- First appearance: Highlander
- Portrayed by: Clancy Brown (1986 film) Dave Bautista (reboot)

In-universe information
- Born: October 6, 1005 BC Russia
- Immortality: 970 BC
- Death: 1985 New York, New York
- Teacher: The Bedouin

= The Kurgan =

Fictional character

The Kurgan is a fictional character from the first Highlander film. He is portrayed by Clancy Brown. He is an Immortal, the main antagonist to Connor MacLeod in Highlander, and the latter's ultimate opponent in the Gathering. The Kurgan's life story is fleshed out in several Highlander spin-offs in various media.

Scott Glenn and Roy Scheider were the original choices for the role before the character was changed to a brutal barbarian psychopath.

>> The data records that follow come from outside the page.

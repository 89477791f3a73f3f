//! Relationships — the typed, directed edges of the family graph.

use serde::{Deserialize, Serialize};
use strum::{Display, EnumIter, EnumString};

use crate::entity::{EntityKind, Id};

// ─── Edge kinds ──────────────────────────────────────────────────────────────

/// The category of a directed edge. Each kind connects a fixed pair of
/// entity kinds.
#[derive(
  Debug,
  Clone,
  Copy,
  PartialEq,
  Eq,
  Hash,
  Serialize,
  Deserialize,
  Display,
  EnumString,
  EnumIter,
)]
#[serde(rename_all = "SCREAMING_SNAKE_CASE")]
#[strum(serialize_all = "SCREAMING_SNAKE_CASE")]
pub enum EdgeKind {
  /// Biological parent → child.
  ParentOf,
  /// Adoptive parent → child. Mutually exclusive with `ParentOf` for the same
  /// ordered pair.
  AdoptedBy,
  /// Spouse → spouse. Stored directed; queried in either direction.
  MarriedTo,
  ParticipatedIn,
  LivedAt,
  HasMedia,
  WorkedAs,
  EmployedBy,
}

impl EdgeKind {
  /// Entity kind at the source end.
  pub fn source(self) -> EntityKind {
    match self {
      Self::EmployedBy => EntityKind::Occupation,
      _ => EntityKind::Person,
    }
  }

  /// Entity kind at the target end.
  pub fn target(self) -> EntityKind {
    match self {
      Self::ParentOf | Self::AdoptedBy | Self::MarriedTo => EntityKind::Person,
      Self::ParticipatedIn => EntityKind::Event,
      Self::LivedAt => EntityKind::Place,
      Self::HasMedia => EntityKind::Media,
      Self::WorkedAs => EntityKind::Occupation,
      Self::EmployedBy => EntityKind::Organization,
    }
  }

  /// Whether an edge of this kind may start and end at the same node.
  pub fn allows_self_loop(self) -> bool {
    !matches!(self, Self::ParentOf | Self::AdoptedBy | Self::MarriedTo)
  }

  /// The kind that may not coexist with this one on the same ordered pair.
  pub fn exclusive_with(self) -> Option<Self> {
    match self {
      Self::ParentOf => Some(Self::AdoptedBy),
      Self::AdoptedBy => Some(Self::ParentOf),
      _ => None,
    }
  }
}

// ─── Parentage ───────────────────────────────────────────────────────────────

/// How a parent/child edge came to be; selects between `PARENT_OF` and
/// `ADOPTED_BY`.
#[derive(
  Debug,
  Clone,
  Copy,
  PartialEq,
  Eq,
  Hash,
  Serialize,
  Deserialize,
  Display,
  EnumString,
)]
#[serde(rename_all = "lowercase")]
#[strum(serialize_all = "lowercase")]
pub enum ParentKind {
  Biological,
  Adopted,
}

impl ParentKind {
  pub fn edge_kind(self) -> EdgeKind {
    match self {
      Self::Biological => EdgeKind::ParentOf,
      Self::Adopted => EdgeKind::AdoptedBy,
    }
  }

  pub fn from_edge_kind(kind: EdgeKind) -> Option<Self> {
    match kind {
      EdgeKind::ParentOf => Some(Self::Biological),
      EdgeKind::AdoptedBy => Some(Self::Adopted),
      _ => None,
    }
  }
}

// ─── Properties ──────────────────────────────────────────────────────────────

/// Optional edge properties. Which fields are meaningful depends on the kind:
///
/// | Kind | Fields |
/// |------|--------|
/// | `ADOPTED_BY` | `adoption_date` |
/// | `MARRIED_TO` | `start_date`, `end_date` |
/// | `PARTICIPATED_IN` | `role` |
/// | `LIVED_AT` | `start_date`, `end_date`, `residence_type` |
///
/// Unset fields are omitted from the stored payload rather than written as
/// null.
#[derive(Debug, Clone, Default, PartialEq, Eq, Serialize, Deserialize)]
pub struct EdgeProps {
  #[serde(default, skip_serializing_if = "Option::is_none")]
  pub start_date:     Option<String>,
  #[serde(default, skip_serializing_if = "Option::is_none")]
  pub end_date:       Option<String>,
  #[serde(default, skip_serializing_if = "Option::is_none")]
  pub adoption_date:  Option<String>,
  #[serde(default, skip_serializing_if = "Option::is_none")]
  pub role:           Option<String>,
  #[serde(default, skip_serializing_if = "Option::is_none")]
  pub residence_type: Option<String>,
}

impl EdgeProps {
  pub fn none() -> Self { Self::default() }

  pub fn adoption(adoption_date: Option<String>) -> Self {
    Self { adoption_date, ..Self::default() }
  }

  pub fn marriage(start_date: Option<String>, end_date: Option<String>) -> Self {
    Self { start_date, end_date, ..Self::default() }
  }

  pub fn role(role: Option<String>) -> Self {
    Self { role, ..Self::default() }
  }

  pub fn residence(
    start_date: Option<String>,
    end_date: Option<String>,
    residence_type: Option<String>,
  ) -> Self {
    Self { start_date, end_date, residence_type, ..Self::default() }
  }
}

// ─── Edge ────────────────────────────────────────────────────────────────────

/// A stored edge.
#[derive(Debug, Clone, PartialEq, Eq, Serialize, Deserialize)]
pub struct Edge {
  pub edge_id: Id,
  pub kind:    EdgeKind,
  pub from:    Id,
  pub to:      Id,
  pub props:   EdgeProps,
}

impl Edge {
  /// The endpoint opposite `id`; `None` when `id` is not an endpoint.
  pub fn other_end(&self, id: Id) -> Option<Id> {
    if self.from == id {
      Some(self.to)
    } else if self.to == id {
      Some(self.from)
    } else {
      None
    }
  }
}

Arnold Schwarzenegger was offered but turned down the role. Rutger Hauer and Nick Nolte were considered for the role until Clancy Brown was cast after he was recommended by Sting whom he had work with in the movie The Bride. Brown was initially reluctant to take the role as while shooting The Bride he had an allergic reaction to the prosthetics.

==Highlander==

Clancy Brown as the Kurgan

The Kurgan was born in what is now Russia on the coast of the Caspian Sea. His tribe, part of the Kurgan culture, were infamous for their cruelty, known to "toss children into pits full of starved dogs, and watch them fight for [the] meat" for amusement.

In 1536, the Kurgan hires himself out to Clan Fraser in their battle with the MacLeod clan, in exchange for allowing him to be the one to kill Connor MacLeod. In the midst of the battle, the Kurgan challenges MacLeod and runs him through with his broadsword. However, Connor's cousins Angus, Dougal and other MacLeods force the Kurgan back, rescuing Connor from beheading. The Kurgan screams: "Another time, MacLeod!" Five years later, another Immortal, Ramírez, seeks out MacLeod as the only hope of defeating the Kurgan. However, the Kurgan discovers this and tracks them down to MacLeod's home. MacLeod is away, but Ramírez and Heather MacLeod, Connor's wife, are there. He battles Ramírez, who slices Kurgan's throat (though not deep enough to behead him) before being impaled and decapitated. After taking Ramirez's Quickening, the Kurgan rapes Heather and departs.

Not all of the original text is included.